WHAT THE TASK ASKS :: Set down word for word the lines that begin the entries and run through the line containing "multiple events can". Give nothing further.

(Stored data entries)
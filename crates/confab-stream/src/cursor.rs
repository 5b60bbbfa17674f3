// SPDX-FileCopyrightText: 2026 Confab Contributors
// SPDX-License-Identifier: MIT OR Apache-2.0

//! Per-session delivery cursor with same-millisecond deduplication.
//!
//! Store timestamps have millisecond granularity, so multiple events can
//! share a `created_at`. Queries use an inclusive lower bound to avoid
//! permanently skipping ties, and the cursor tracks which ids it has already
//! admitted at the current timestamp. The id set is cleared every time the
//! timestamp strictly advances, which bounds its size to one tick's worth of
//! events.

use std::collections::HashSet;

use confab_core::Event;

/// Delivery position of one stream session.
///
/// Owned exclusively by its session; never persisted. A reconnecting client
/// gets a fresh cursor starting at the current wall clock.
#[derive(Debug, Clone)]
pub struct Cursor {
    last_seen_created_at: i64,
    seen_ids: HashSet<String>,
}

impl Cursor {
    /// A cursor that will admit events created at or after `start_ms`.
    pub fn starting_at(start_ms: i64) -> Self {
        Self {
            last_seen_created_at: start_ms,
            seen_ids: HashSet::new(),
        }
    }

    /// The inclusive lower bound for the next store query.
    pub fn last_seen_created_at(&self) -> i64 {
        self.last_seen_created_at
    }

    /// Decide whether `event` should be delivered, updating the cursor.
    ///
    /// Both discovery paths (bus and poll) feed through this single method, so
    /// an event reaches the client exactly once no matter which path observed
    /// it first.
    pub fn admit(&mut self, event: &Event) -> bool {
        if event.created_at < self.last_seen_created_at {
            // Should not occur given the inclusive query; defensive invariant.
            return false;
        }
        if event.created_at > self.last_seen_created_at {
            self.last_seen_created_at = event.created_at;
            self.seen_ids.clear();
        }
        self.seen_ids.insert(event.id.clone())
    }
}

#[cfg(test)]
mod tests {
    use super::*;
    use confab_core::EventKind;
    use proptest::prelude::*;

    fn event(id: &str, created_at: i64) -> Event {
        Event {
            id: id.to_string(),
            conversation_id: "c1".to_string(),
            kind: EventKind::Message,
            created_at,
            payload: serde_json::Value::Null,
        }
    }

    #[test]
    fn admits_new_events_and_advances() {
        let mut cursor = Cursor::starting_at(1_000);

        assert!(cursor.admit(&event("a", 1_000)));
        assert!(cursor.admit(&event("b", 1_005)));
        assert_eq!(cursor.last_seen_created_at(), 1_005);
    }

    #[test]
    fn drops_events_before_the_cursor() {
        let mut cursor = Cursor::starting_at(1_000);
        assert!(!cursor.admit(&event("old", 999)));
    }

    #[test]
    fn deduplicates_within_the_same_millisecond() {
        let mut cursor = Cursor::starting_at(1_000);

        assert!(cursor.admit(&event("a", 1_000)));
        assert!(cursor.admit(&event("b", 1_000)));
        assert!(!cursor.admit(&event("a", 1_000)));
        assert!(!cursor.admit(&event("b", 1_000)));
    }

    #[test]
    fn seen_ids_reset_when_timestamp_advances() {
        let mut cursor = Cursor::starting_at(1_000);

        assert!(cursor.admit(&event("a", 1_000)));
        assert!(cursor.admit(&event("b", 1_001)));
        // Same id again at the old timestamp: below the cursor now, dropped.
        assert!(!cursor.admit(&event("a", 1_000)));
        // A different id at the current timestamp is still admitted once.
        assert!(cursor.admit(&event("c", 1_001)));
        assert!(!cursor.admit(&event("c", 1_001)));
    }

    #[test]
    fn ties_spanning_a_polling_cycle_are_each_delivered_once() {
        // Two events share a created_at; the second poll re-returns both
        // because the query bound is inclusive.
        let mut cursor = Cursor::starting_at(500);

        let first_page = [event("m1", 1_000)];
        let second_page = [event("m1", 1_000), event("m2", 1_000)];

        let delivered_first: Vec<_> = first_page
            .iter()
            .filter(|e| cursor.admit(e))
            .map(|e| e.id.clone())
            .collect();
        let delivered_second: Vec<_> = second_page
            .iter()
            .filter(|e| cursor.admit(e))
            .map(|e| e.id.clone())
            .collect();

        assert_eq!(delivered_first, vec!["m1"]);
        assert_eq!(delivered_second, vec!["m2"]);
    }

    proptest! {
        /// For any non-decreasing event sequence containing ties, feeding
        /// every event twice (as overlapping polls do) admits each unique id
        /// exactly once, in non-decreasing timestamp order.
        #[test]
        fn each_id_admitted_exactly_once(gaps in prop::collection::vec(0i64..3, 1..40)) {
            let mut created_at = 1_000i64;
            let mut events = Vec::new();
            for (i, gap) in gaps.iter().enumerate() {
                created_at += gap;
                events.push(event(&format!("id-{i}"), created_at));
            }

            let mut cursor = Cursor::starting_at(1_000);
            let mut admitted = Vec::new();
            for e in &events {
                if cursor.admit(e) {
                    admitted.push(e.clone());
                }
                // Duplicate delivery of the same event never re-admits.
                prop_assert!(!cursor.admit(e));
            }

            let admitted_ids: HashSet<_> = admitted.iter().map(|e| e.id.clone()).collect();
            prop_assert_eq!(admitted_ids.len(), events.len());
            prop_assert!(admitted.windows(2).all(|w| w[0].created_at <= w[1].created_at));
        }
    }
}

ANSWER BOX ::
filename crates/confab-stream/src/cursor.rs
repository 5b60bbbfa17674f3
// SPDX-FileCopyrightText: 2026 Confab Contributors
// SPDX-License-Identifier: MIT OR Apache-2.0

//! Per-session delivery cursor with same-millisecond deduplication.
//!
//! Store timestamps have millisecond granularity, so multiple events can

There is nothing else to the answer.